DESCRIPTION OF THE TASK: Set down exactly the lines below between the line holding "pub struct MockRuntime" and the line holding "for image_exists calls", inclusive; no other line belongs in the answer.

SUPPLIED DATA:
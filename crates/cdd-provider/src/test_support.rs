//! Test support utilities for cdd-provider consumers
//!
//! Provides MockRuntime and helpers for unit testing the dashboard core
//! without requiring a real Docker daemon.

use crate::*;
use async_trait::async_trait;
use std::collections::VecDeque;
use std::sync::atomic::{AtomicUsize, Ordering};
use std::sync::{Arc, Mutex};
use std::time::Duration;
use tokio::io::DuplexStream;

/// Records which methods were called on the mock
#[derive(Debug, Clone, PartialEq)]
pub enum MockCall {
    List { all: bool },
    Start { id: String },
    Stop { id: String },
    Restart { id: String },
    Remove { id: String, force: bool },
    Create { image: String, options: CreateOptions },
    Stats { id: String },
    ImageExists { image: String },
    PullImage { image: String },
    Logs { id: String, tail: Option<u64> },
    Ping,
}

/// Configurable mock container runtime for testing
pub struct MockRuntime {
    pub calls: Arc<Mutex<Vec<MockCall>>>,
    /// Result for list calls
    pub list_result: Arc<Mutex<Result<Vec<ContainerSummary>>>>,
    /// Result for start calls
    pub start_result: Arc<Mutex<Result<()>>>,
    /// Result for stop calls
    pub stop_result: Arc<Mutex<Result<()>>>,
    /// Result for restart calls
    pub restart_result: Arc<Mutex<Result<()>>>,
    /// Result for remove calls
    pub remove_result: Arc<Mutex<Result<()>>>,
    /// Result for create calls
    pub create_result: Arc<Mutex<Result<ContainerId>>>,
    /// Queued stats results, consumed front first
    pub stats_queue: Arc<Mutex<VecDeque<Result<RawStats>>>>,
    /// Stats result once the queue is empty
    pub stats_result: Arc<Mutex<Result<RawStats>>>,
    /// Result for image_exists calls
    pub image_exists_result: Arc<Mutex<Result<bool>>>,
    /// Result for pull_image calls
    pub pull_result: Arc<Mutex<Result<()>>>,
    /// Error for logs calls (if Some, logs returns this error)
    pub logs_error: Arc<Mutex<Option<ProviderError>>>,
    /// Error returned by the log stream cancel hook
    pub cancel_error: Arc<Mutex<Option<ProviderError>>>,
    /// Write ends of opened log streams, in open order
    pub log_writers: Arc<Mutex<Vec<DuplexStream>>>,
    /// Number of times a log cancel hook ran
    pub cancel_count: Arc<AtomicUsize>,
    /// Artificial latency for container operations (start..create, pull)
    pub op_delay: Arc<Mutex<Option<Duration>>>,
    /// Artificial latency for stats calls
    pub stats_delay: Arc<Mutex<Option<Duration>>>,
    /// Artificial latency before a log stream opens
    pub logs_delay: Arc<Mutex<Option<Duration>>>,
}

impl Default for MockRuntime {
    fn default() -> Self {
        Self::new()
    }
}

impl MockRuntime {
    /// Create a new mock runtime with default success results
    pub fn new() -> Self {
        Self {
            calls: Arc::new(Mutex::new(Vec::new())),
            list_result: Arc::new(Mutex::new(Ok(Vec::new()))),
            start_result: Arc::new(Mutex::new(Ok(()))),
            stop_result: Arc::new(Mutex::new(Ok(()))),
            restart_result: Arc::new(Mutex::new(Ok(()))),
            remove_result: Arc::new(Mutex::new(Ok(()))),
            create_result: Arc::new(Mutex::new(Ok(ContainerId::new("mock_container_id")))),
            stats_queue: Arc::new(Mutex::new(VecDeque::new())),
            stats_result: Arc::new(Mutex::new(Ok(RawStats::default()))),
            image_exists_result: Arc::new(Mutex::new(Ok(true))),
            pull_result: Arc::new(Mutex::new(Ok(()))),
            logs_error: Arc::new(Mutex::new(None)),
            cancel_error: Arc::new(Mutex::new(None)),
            log_writers: Arc::new(Mutex::new(Vec::new())),
            cancel_count: Arc::new(AtomicUsize::new(0)),
            op_delay: Arc::new(Mutex::new(None)),
            stats_delay: Arc::new(Mutex::new(None)),
            logs_delay: Arc::new(Mutex::new(None)),
        }
    }

    /// Mock whose list call returns the given containers
    pub fn with_containers(containers: Vec<ContainerSummary>) -> Self {
        let mock = Self::new();
        *mock.list_result.lock().unwrap() = Ok(containers);
        mock
    }

    /// Record a call
    fn record(&self, call: MockCall) {
        self.calls.lock().unwrap().push(call);
    }

    /// Get all recorded calls
    pub fn get_calls(&self) -> Vec<MockCall> {
        self.calls.lock().unwrap().clone()
    }

    /// Check if a specific call was made
    pub fn was_called(&self, call: &MockCall) -> bool {
        self.calls.lock().unwrap().contains(call)
    }

    /// Count calls matching a predicate
    pub fn count_calls(&self, pred: impl Fn(&MockCall) -> bool) -> usize {
        self.calls.lock().unwrap().iter().filter(|c| pred(c)).count()
    }

    /// Take the write end of the most recently opened log stream
    pub fn take_log_writer(&self) -> Option<DuplexStream> {
        self.log_writers.lock().unwrap().pop()
    }

    /// Number of cancel hooks that ran
    pub fn cancels(&self) -> usize {
        self.cancel_count.load(Ordering::SeqCst)
    }

    async fn delay(slot: &Arc<Mutex<Option<Duration>>>) {
        let delay = *slot.lock().unwrap();
        if let Some(d) = delay {
            tokio::time::sleep(d).await;
        }
    }
}

/// Helper to clone a Result<T> from an Arc<Mutex<Result<T>>>
fn clone_result<T: Clone>(r: &Arc<Mutex<Result<T>>>) -> Result<T> {
    let guard = r.lock().unwrap();
    match &*guard {
        Ok(v) => Ok(v.clone()),
        Err(e) => Err(clone_provider_error(e)),
    }
}

/// Clone a ProviderError (thiserror types don't implement Clone)
pub fn clone_provider_error(e: &ProviderError) -> ProviderError {
    match e {
        ProviderError::ConnectionError(s) => ProviderError::ConnectionError(s.clone()),
        ProviderError::ContainerNotFound(s) => ProviderError::ContainerNotFound(s.clone()),
        ProviderError::PullError(s) => ProviderError::PullError(s.clone()),
        ProviderError::RuntimeError(s) => ProviderError::RuntimeError(s.clone()),
        ProviderError::Timeout => ProviderError::Timeout,
        ProviderError::IoError(_) => ProviderError::RuntimeError("IO error (cloned)".into()),
    }
}

/// Build a container summary for tests
pub fn mock_container(id: &str, name: &str, state: ContainerState) -> ContainerSummary {
    ContainerSummary {
        id: ContainerId::new(id),
        name: name.to_string(),
        image: "alpine:latest".to_string(),
        state,
        status: match state {
            ContainerState::Running => "Up 5 minutes".to_string(),
            ContainerState::Exited => "Exited (0) 2 minutes ago".to_string(),
            other => other.to_string(),
        },
        ports: Vec::new(),
    }
}

/// Stats sample with the given deltas (previous reading is zero)
pub fn mock_raw_stats(cpu_delta: u64, system_delta: u64, cpus: u64) -> RawStats {
    RawStats {
        cpu_total_usage: cpu_delta,
        precpu_total_usage: 0,
        system_cpu_usage: Some(system_delta),
        presystem_cpu_usage: Some(0),
        online_cpus: Some(cpus),
        percpu_count: None,
        memory_usage: Some(64 * 1024 * 1024),
        memory_limit: Some(1024 * 1024 * 1024),
        networks: Default::default(),
    }
}

#[async_trait]
impl ContainerRuntime for MockRuntime {
    async fn list(&self, all: bool) -> Result<Vec<ContainerSummary>> {
        self.record(MockCall::List { all });
        clone_result(&self.list_result)
    }

    async fn start(&self, id: &ContainerId) -> Result<()> {
        self.record(MockCall::Start { id: id.0.clone() });
        Self::delay(&self.op_delay).await;
        clone_result(&self.start_result)
    }

    async fn stop(&self, id: &ContainerId) -> Result<()> {
        self.record(MockCall::Stop { id: id.0.clone() });
        Self::delay(&self.op_delay).await;
        clone_result(&self.stop_result)
    }

    async fn restart(&self, id: &ContainerId) -> Result<()> {
        self.record(MockCall::Restart { id: id.0.clone() });
        Self::delay(&self.op_delay).await;
        clone_result(&self.restart_result)
    }

    async fn remove(&self, id: &ContainerId, force: bool) -> Result<()> {
        self.record(MockCall::Remove {
            id: id.0.clone(),
            force,
        });
        Self::delay(&self.op_delay).await;
        clone_result(&self.remove_result)
    }

    async fn create(&self, image: &str, options: &CreateOptions) -> Result<ContainerId> {
        self.record(MockCall::Create {
            image: image.to_string(),
            options: options.clone(),
        });
        Self::delay(&self.op_delay).await;
        clone_result(&self.create_result)
    }

    async fn stats(&self, id: &ContainerId) -> Result<RawStats> {
        self.record(MockCall::Stats { id: id.0.clone() });
        let queued = self.stats_queue.lock().unwrap().pop_front();
        Self::delay(&self.stats_delay).await;
        match queued {
            Some(result) => result,
            None => clone_result(&self.stats_result),
        }
    }

    async fn image_exists(&self, image: &str) -> Result<bool> {
        self.record(MockCall::ImageExists {
            image: image.to_string(),
        });
        clone_result(&self.image_exists_result)
    }

    async fn pull_image(&self, image: &str) -> Result<()> {
        self.record(MockCall::PullImage {
            image: image.to_string(),
        });
        Self::delay(&self.op_delay).await;
        clone_result(&self.pull_result)
    }

    async fn logs(&self, id: &ContainerId, config: &LogConfig) -> Result<LogStream> {
        self.record(MockCall::Logs {
            id: id.0.clone(),
            tail: config.tail,
        });
        Self::delay(&self.logs_delay).await;
        if let Some(e) = &*self.logs_error.lock().unwrap() {
            return Err(clone_provider_error(e));
        }

        let (writer, reader) = tokio::io::duplex(64 * 1024);
        self.log_writers.lock().unwrap().push(writer);

        let count = self.cancel_count.clone();
        let cancel_error = self.cancel_error.clone();
        Ok(LogStream {
            stream: Box::pin(reader),
            cancel: Some(Box::new(move || {
                count.fetch_add(1, Ordering::SeqCst);
                match &*cancel_error.lock().unwrap() {
                    Some(e) => Err(clone_provider_error(e)),
                    None => Ok(()),
                }
            })),
        })
    }

    async fn ping(&self) -> Result<()> {
        self.record(MockCall::Ping);
        Ok(())
    }
}

#[cfg(test)]
mod tests {
    use super::*;
    use tokio::io::{AsyncReadExt, AsyncWriteExt};

    #[tokio::test]
    async fn test_mock_records_calls() {
        let mock = MockRuntime::new();
        let id = ContainerId::new("abc");
        mock.start(&id).await.unwrap();
        mock.remove(&id, true).await.unwrap();

        assert!(mock.was_called(&MockCall::Start { id: "abc".into() }));
        assert!(mock.was_called(&MockCall::Remove {
            id: "abc".into(),
            force: true
        }));
    }

    #[tokio::test]
    async fn test_mock_stats_queue_then_fallback() {
        let mock = MockRuntime::new();
        mock.stats_queue
            .lock()
            .unwrap()
            .push_back(Err(ProviderError::Timeout));
        let id = ContainerId::new("abc");

        assert!(matches!(mock.stats(&id).await, Err(ProviderError::Timeout)));
        assert!(mock.stats(&id).await.is_ok());
    }

    #[tokio::test]
    async fn test_mock_log_stream_and_cancel() {
        let mock = MockRuntime::new();
        let mut logs = mock
            .logs(&ContainerId::new("abc"), &LogConfig::follow_tail(100))
            .await
            .unwrap();

        let mut writer = mock.take_log_writer().unwrap();
        writer.write_all(b"hello\n").await.unwrap();
        drop(writer);

        let mut out = String::new();
        logs.stream.read_to_string(&mut out).await.unwrap();
        assert_eq!(out, "hello\n");

        (logs.cancel.take().unwrap())().unwrap();
        assert_eq!(mock.cancels(), 1);
    }
}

ANSWER TO THE PROBLEM:
pub struct MockRuntime {
    pub calls: Arc<Mutex<Vec<MockCall>>>,
    /// Result for list calls
    pub list_result: Arc<Mutex<Result<Vec<ContainerSummary>>>>,
    /// Result for start calls
    pub start_result: Arc<Mutex<Result<()>>>,
    /// Result for stop calls
    pub stop_result: Arc<Mutex<Result<()>>>,
    /// Result for restart calls
    pub restart_result: Arc<Mutex<Result<()>>>,
    /// Result for remove calls
    pub remove_result: Arc<Mutex<Result<()>>>,
    /// Result for create calls
    pub create_result: Arc<Mutex<Result<ContainerId>>>,
    /// Queued stats results, consumed front first
    pub stats_queue: Arc<Mutex<VecDeque<Result<RawStats>>>>,
    /// Stats result once the queue is empty
    pub stats_result: Arc<Mutex<Result<RawStats>>>,
    /// Result for image_exists calls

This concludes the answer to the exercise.